Repos and simultaneous are financial operations that consist of the purchase/sale of certain securities with the agreement to repurchase/resell them after a period of time. That is, two operations of opposite sign concur with different execution dates.
They are used for short periods of time, in which short-term financial assets are normally traded. For example, letters , bonds or obligations of the state.
Simultaneous ones are very useful due to the characteristic that differentiates them from repos. And it is that, they allow to cover short portfolios of public fixed income (since in the operation the availability of the fixed income title is transmitted), with simultaneous purchases.
This is so, because banks cannot "sell", that is, go short in a fixed-income transaction without having the title available, so they buy simultaneously for short periods of time to have the title and short another title that have in portfolio.
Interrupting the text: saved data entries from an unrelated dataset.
use crate::domain::model::{
    PickupPoint, PickupPointOverview, Product, Reception, ReceptionOverview, UserAccount,
};
use chrono::{DateTime, Utc};
use serde::Serialize;
use uuid::Uuid;

/// トークン用のレスポンスDTO
#[derive(Debug, Serialize)]
pub struct TokenResponse {
    pub token: String,
}

/// 登録ユーザー用のレスポンスDTO
#[derive(Debug, Serialize)]
pub struct UserResponse {
    pub id: Uuid,
    pub email: String,
    pub role: String,
}

impl UserResponse {
    pub fn from_user(user: &UserAccount) -> Self {
        Self {
            id: user.id().as_uuid(),
            email: user.email().to_string(),
            role: user.role().to_string(),
        }
    }
}

/// 受付ポイント用のレスポンスDTO
#[derive(Debug, Serialize)]
#[serde(rename_all = "camelCase")]
pub struct PickupPointResponse {
    pub id: Uuid,
    pub registration_date: DateTime<Utc>,
    pub city: String,
}

impl PickupPointResponse {
    pub fn from_pickup_point(pickup_point: &PickupPoint) -> Self {
        Self {
            id: pickup_point.id().as_uuid(),
            registration_date: pickup_point.registration_date(),
            city: pickup_point.city().to_string(),
        }
    }
}

/// 受付用のレスポンスDTO
#[derive(Debug, Serialize)]
#[serde(rename_all = "camelCase")]
pub struct ReceptionResponse {
    pub id: Uuid,
    pub date_time: DateTime<Utc>,
    pub pvz_id: Uuid,
    pub status: String,
}

impl ReceptionResponse {
    pub fn from_reception(reception: &Reception) -> Self {
        Self {
            id: reception.id().as_uuid(),
            date_time: reception.date_time(),
            pvz_id: reception.pvz_id().as_uuid(),
            status: reception.status().to_string(),
        }
    }
}

/// 商品用のレスポンスDTO
#[derive(Debug, Serialize)]
#[serde(rename_all = "camelCase")]
pub struct ProductResponse {
    pub id: Uuid,
    pub date_time: DateTime<Utc>,
    #[serde(rename = "type")]
    pub product_type: String,
    pub reception_id: Uuid,
}

impl ProductResponse {
    pub fn from_product(product: &Product) -> Self {
        Self {
            id: product.id().as_uuid(),
            date_time: product.date_time(),
            product_type: product.product_type().to_string(),
            reception_id: product.reception_id().as_uuid(),
        }
    }
}

/// 受付と商品一覧
#[derive(Debug, Serialize)]
pub struct ReceptionWithProductsResponse {
    pub reception: ReceptionResponse,
    pub products: Vec<ProductResponse>,
}

impl ReceptionWithProductsResponse {
    pub fn from_overview(overview: &ReceptionOverview) -> Self {
        Self {
            reception: ReceptionResponse::from_reception(&overview.reception),
            products: overview
                .products
                .iter()
                .map(ProductResponse::from_product)
                .collect(),
        }
    }
}

/// 一覧取得用のレスポンスDTO
/// 受付ポイントごとに受付と商品を入れ子で返す
#[derive(Debug, Serialize)]
pub struct PickupPointWithReceptionsResponse {
    pub pvz: PickupPointResponse,
    pub receptions: Vec<ReceptionWithProductsResponse>,
}

impl PickupPointWithReceptionsResponse {
    pub fn from_overview(overview: &PickupPointOverview) -> Self {
        Self {
            pvz: PickupPointResponse::from_pickup_point(&overview.pickup_point),
            receptions: overview
                .receptions
                .iter()
                .map(ReceptionWithProductsResponse::from_overview)
                .collect(),
        }
    }
}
Therefore, one of its purposes is that entities can take short positions on their treasury tables.
Usefulness of repos
The repos must be carried out only with clients, and do not allow the transfer of the title in their balance . The above is so, because they are configured to avoid counterparty risk and at the end date of the repo the client will never have sold it at maturity.
Next, the scheme of purchase/sale flows of a repo/simultaneous is explained:
- The buyer of a repo/simultaneous: Is the one who receives the financial asset on its balance sheet (remember that repos do not transfer the title, there is simply an entry in the account) and as consideration delivers cash in exchange. It is an investment operation, because once the final date of the repo (maturity) arrives, the buyer of the repo will receive the cash plus interest.
- The seller of a repo/simultaneous: Is the one who delivers the financial asset (remember that repos do not transfer the title, there is simply an entry in the account), and as consideration receives cash. It is a financing operation, because once the final date of the repo arrives, the seller must return the cash received plus interest.